- _TRY IT_: Which lines in the material below contain the word "match"? Copy each of them.
= Beginning of Section =
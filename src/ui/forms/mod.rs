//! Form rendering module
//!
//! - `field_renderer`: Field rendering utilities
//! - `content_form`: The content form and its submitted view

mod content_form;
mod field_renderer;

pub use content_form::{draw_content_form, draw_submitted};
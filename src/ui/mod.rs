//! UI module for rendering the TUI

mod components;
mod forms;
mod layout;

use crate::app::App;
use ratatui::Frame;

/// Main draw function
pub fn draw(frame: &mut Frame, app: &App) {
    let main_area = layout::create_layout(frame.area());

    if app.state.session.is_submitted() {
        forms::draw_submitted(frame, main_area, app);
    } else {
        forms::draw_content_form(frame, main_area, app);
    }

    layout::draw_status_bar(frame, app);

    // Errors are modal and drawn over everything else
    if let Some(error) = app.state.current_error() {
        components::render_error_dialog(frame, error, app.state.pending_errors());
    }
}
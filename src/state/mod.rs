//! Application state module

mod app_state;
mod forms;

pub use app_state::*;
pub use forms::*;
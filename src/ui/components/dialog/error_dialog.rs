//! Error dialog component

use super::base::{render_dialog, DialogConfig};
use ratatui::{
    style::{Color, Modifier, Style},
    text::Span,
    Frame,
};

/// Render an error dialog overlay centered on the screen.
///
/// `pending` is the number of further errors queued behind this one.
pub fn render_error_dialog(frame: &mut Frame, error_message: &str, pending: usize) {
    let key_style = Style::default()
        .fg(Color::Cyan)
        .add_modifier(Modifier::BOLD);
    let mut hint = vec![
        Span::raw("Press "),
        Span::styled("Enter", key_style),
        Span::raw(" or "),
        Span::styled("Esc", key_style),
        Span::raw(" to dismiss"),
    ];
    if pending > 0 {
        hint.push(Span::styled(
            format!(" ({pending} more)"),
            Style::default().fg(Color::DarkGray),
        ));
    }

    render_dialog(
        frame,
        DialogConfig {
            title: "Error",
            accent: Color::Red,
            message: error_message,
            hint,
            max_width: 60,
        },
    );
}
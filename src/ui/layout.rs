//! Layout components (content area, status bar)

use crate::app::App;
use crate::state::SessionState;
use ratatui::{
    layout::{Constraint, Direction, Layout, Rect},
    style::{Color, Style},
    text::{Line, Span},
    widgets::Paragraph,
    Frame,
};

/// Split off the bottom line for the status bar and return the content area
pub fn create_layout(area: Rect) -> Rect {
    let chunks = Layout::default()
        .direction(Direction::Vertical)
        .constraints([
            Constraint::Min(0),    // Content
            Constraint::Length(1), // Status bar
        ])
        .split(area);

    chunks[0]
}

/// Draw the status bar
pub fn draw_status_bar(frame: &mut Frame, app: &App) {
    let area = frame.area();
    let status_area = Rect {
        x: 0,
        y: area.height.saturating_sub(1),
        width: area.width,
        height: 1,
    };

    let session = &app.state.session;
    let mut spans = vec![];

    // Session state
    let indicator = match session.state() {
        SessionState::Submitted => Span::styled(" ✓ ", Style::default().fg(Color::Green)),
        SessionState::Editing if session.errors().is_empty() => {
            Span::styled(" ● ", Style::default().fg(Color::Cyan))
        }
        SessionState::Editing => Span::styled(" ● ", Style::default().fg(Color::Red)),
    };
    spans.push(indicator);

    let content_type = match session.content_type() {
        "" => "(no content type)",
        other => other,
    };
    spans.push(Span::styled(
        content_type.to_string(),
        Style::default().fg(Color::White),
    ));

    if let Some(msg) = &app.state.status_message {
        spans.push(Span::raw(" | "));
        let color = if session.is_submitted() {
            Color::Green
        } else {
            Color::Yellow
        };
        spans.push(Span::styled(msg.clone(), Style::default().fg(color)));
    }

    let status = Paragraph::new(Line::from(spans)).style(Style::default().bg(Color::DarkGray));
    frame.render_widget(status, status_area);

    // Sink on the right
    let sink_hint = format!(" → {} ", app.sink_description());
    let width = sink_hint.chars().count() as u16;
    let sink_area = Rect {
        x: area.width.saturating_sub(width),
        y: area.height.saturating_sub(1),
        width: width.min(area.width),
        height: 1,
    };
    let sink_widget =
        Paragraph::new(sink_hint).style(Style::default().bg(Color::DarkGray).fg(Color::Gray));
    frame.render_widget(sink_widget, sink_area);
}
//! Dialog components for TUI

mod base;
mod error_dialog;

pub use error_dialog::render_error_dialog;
= End of Section =
- _ANSWER BOX_:
    let indicator = match session.state() {
    let content_type = match session.content_type() {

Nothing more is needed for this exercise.